### Task instructions:
What you return should be the lines from the first line of the records below through the line holding "that select it", unchanged.

### Dataset records:
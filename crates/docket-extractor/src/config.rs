//! Configuration for the extraction pipeline

use crate::classifier::DocumentTypeClassifier;
use docket_domain::DocumentType;
use serde::{Deserialize, Serialize};
use std::time::Duration;

/// One classifier rule: a label and the cues that select it
#[derive(Debug, Clone, PartialEq, Serialize, Deserialize)]
pub struct RuleConfig {
    /// Label assigned when any trigger matches
    pub label: DocumentType,

    /// Literal phrases, matched case-insensitively on word boundaries
    #[serde(default)]
    pub phrases: Vec<String>,

    /// Case-insensitive regular expressions
    #[serde(default)]
    pub patterns: Vec<String>,
}

impl RuleConfig {
    fn new(label: DocumentType, phrases: &[&str]) -> Self {
        Self {
            label,
            phrases: phrases.iter().map(|p| p.to_string()).collect(),
            patterns: Vec::new(),
        }
    }

    fn with_patterns(mut self, patterns: &[&str]) -> Self {
        self.patterns = patterns.iter().map(|p| p.to_string()).collect();
        self
    }
}

/// Document type rules, highest priority first
#[derive(Debug, Clone, PartialEq, Serialize, Deserialize)]
#[serde(default)]
pub struct ClassifierConfig {
    /// Ordered rule table; the first matching rule wins
    pub rules: Vec<RuleConfig>,
}

impl Default for ClassifierConfig {
    /// Order > Motion > Affidavit > Complaint > Subpoena > Notice > Contract > Letter
    ///
    /// Order triggers are decretal language or a caption line opening with
    /// "order", so an order ruling on a motion is not labeled `Motion`.
    fn default() -> Self {
        Self {
            rules: vec![
                RuleConfig::new(
                    DocumentType::Order,
                    &["it is hereby ordered", "ordered and adjudged"],
                )
                .with_patterns(&[
                    r"(?m)^[ \t]*(?:final[ \t]+)?order[ \t]+(?:granting|denying|on|of|to|setting)\b",
                    r"(?m)^[ \t]*final[ \t]+judgment\b",
                ]),
                RuleConfig::new(
                    DocumentType::Motion,
                    &["motion to dismiss", "motion to vacate", "motion for", "motion"],
                ),
                RuleConfig::new(DocumentType::Affidavit, &["affidavit", "sworn statement"]),
                RuleConfig::new(DocumentType::Complaint, &["complaint", "petition for"]),
                RuleConfig::new(DocumentType::Subpoena, &["subpoena"]),
                RuleConfig::new(
                    DocumentType::Notice,
                    &["notice of hearing", "notice of appearance", "notice of"],
                ),
                RuleConfig::new(DocumentType::Contract, &["agreement", "contract"])
                    .with_patterns(&[r"\bthis\s+lease\b"]),
                RuleConfig::new(
                    DocumentType::Letter,
                    &["sincerely", "very truly yours", "to whom it may concern"],
                )
                .with_patterns(&[r"(?m)^\s*dear\s+\S"]),
            ],
        }
    }
}

/// Party filtering policy
#[derive(Debug, Clone, PartialEq, Serialize, Deserialize)]
#[serde(default)]
pub struct PartyConfig {
    /// Noise terms; a mention containing one as whole words is dropped
    pub blocklist: Vec<String>,

    /// Minimum characters in a normalized mention
    pub min_chars: usize,

    /// Minimum words in a normalized mention
    pub min_words: usize,

    /// Optional cap on the number of parties kept
    #[serde(default, skip_serializing_if = "Option::is_none")]
    pub max_parties: Option<usize>,
}

impl Default for PartyConfig {
    fn default() -> Self {
        Self {
            blocklist: [
                "court",
                "circuit court",
                "county court",
                "clerk",
                "clerk of court",
                "judge",
                "honorable",
                "magistrate",
                "plaintiff",
                "defendant",
                "petitioner",
                "respondent",
                "appellant",
                "appellee",
                "attorney",
                "counsel",
                "esq",
                "esquire",
                "notary public",
                "judicial circuit",
                "state of florida",
                "united states",
                "county",
                "division",
            ]
            .iter()
            .map(|s| s.to_string())
            .collect(),
            min_chars: 3,
            min_words: 2,
            max_parties: None,
        }
    }
}

/// Validity window for filing dates
#[derive(Debug, Clone, Copy, PartialEq, Eq, Serialize, Deserialize)]
#[serde(default)]
pub struct DateConfig {
    /// Earliest accepted year (inclusive)
    pub min_year: i32,

    /// Latest accepted year (inclusive)
    pub max_year: i32,
}

impl Default for DateConfig {
    fn default() -> Self {
        Self {
            min_year: 1900,
            max_year: 2100,
        }
    }
}

/// Filename synthesis settings
#[derive(Debug, Clone, PartialEq, Eq, Serialize, Deserialize)]
#[serde(default)]
pub struct FilenameConfig {
    /// Maximum filename length in characters, extension included
    ///
    /// Names are also capped at 255 bytes whatever this is set to.
    pub max_length: usize,

    /// Fixed practice-area segment
    pub practice_area: String,

    /// Base name used when sanitization leaves nothing
    pub fallback_name: String,
}

impl Default for FilenameConfig {
    fn default() -> Self {
        Self {
            max_length: 180,
            practice_area: "Legal".to_string(),
            fallback_name: "Legal Document".to_string(),
        }
    }
}

/// Bounds on the entity-extraction capability call
#[derive(Debug, Clone, Copy, PartialEq, Eq, Serialize, Deserialize)]
#[serde(default)]
pub struct ExtractionConfig {
    /// Maximum time for the entity extraction call (seconds)
    pub timeout_secs: u64,

    /// Maximum bytes of text handed to the entity extractor
    pub max_text_length: usize,

    /// Maximum chunk size for model-backed extraction (bytes)
    pub max_chunk_size: usize,
}

impl Default for ExtractionConfig {
    fn default() -> Self {
        Self {
            timeout_secs: 60,
            max_text_length: 500_000,
            max_chunk_size: 8_000,
        }
    }
}

/// Configuration for the whole pipeline
#[derive(Debug, Clone, Default, PartialEq, Serialize, Deserialize)]
#[serde(default)]
pub struct PipelineConfig {
    /// Document type rules
    pub classifier: ClassifierConfig,

    /// Party filtering
    pub parties: PartyConfig,

    /// Date validity window
    pub dates: DateConfig,

    /// Filename synthesis
    pub filename: FilenameConfig,

    /// Entity extraction bounds
    pub extraction: ExtractionConfig,
}

impl ExtractionConfig {
    /// Get the extraction timeout as a Duration
    pub fn timeout(&self) -> Duration {
        Duration::from_secs(self.timeout_secs)
    }
}

impl PipelineConfig {
    /// Strict preset: longer names required, modern dates only
    pub fn strict() -> Self {
        Self {
            parties: PartyConfig {
                min_chars: 5,
                max_parties: Some(4),
                ..PartyConfig::default()
            },
            dates: DateConfig {
                min_year: 1970,
                max_year: 2100,
            },
            ..Self::default()
        }
    }

    /// Lenient preset: single-word parties (e.g. "Acme") accepted
    pub fn lenient() -> Self {
        Self {
            parties: PartyConfig {
                min_chars: 2,
                min_words: 1,
                ..PartyConfig::default()
            },
            dates: DateConfig {
                min_year: 1800,
                max_year: 2200,
            },
            ..Self::default()
        }
    }

    /// Validate the configuration
    pub fn validate(&self) -> Result<(), String> {
        if self.dates.min_year > self.dates.max_year {
            return Err(format!(
                "dates.min_year {} exceeds dates.max_year {}",
                self.dates.min_year, self.dates.max_year
            ));
        }
        if self.filename.max_length < 16 {
            return Err("filename.max_length must be at least 16".to_string());
        }
        if self.extraction.timeout_secs == 0 {
            return Err("extraction.timeout_secs must be greater than 0".to_string());
        }
        if self.extraction.max_text_length == 0 {
            return Err("extraction.max_text_length must be greater than 0".to_string());
        }
        if self.extraction.max_chunk_size == 0 {
            return Err("extraction.max_chunk_size must be greater than 0".to_string());
        }
        if self.parties.max_parties == Some(0) {
            return Err("parties.max_parties must be greater than 0 when set".to_string());
        }
        DocumentTypeClassifier::from_config(&self.classifier).map(|_| ())
    }

    /// Load configuration from TOML string
    pub fn from_toml(toml_str: &str) -> Result<Self, String> {
        toml::from_str(toml_str).map_err(|e| format!("Failed to parse TOML: {}", e))
    }

    /// Serialize configuration to TOML string
    pub fn to_toml(&self) -> Result<String, String> {
        toml::to_string_pretty(self).map_err(|e| format!("Failed to serialize to TOML: {}", e))
    }
}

### Exercise result:
filename crates/docket-extractor/src/config.rs
//! Configuration for the extraction pipeline

use crate::classifier::DocumentTypeClassifier;
use docket_domain::DocumentType;
use serde::{Deserialize, Serialize};
use std::time::Duration;

/// One classifier rule: a label and the cues that select it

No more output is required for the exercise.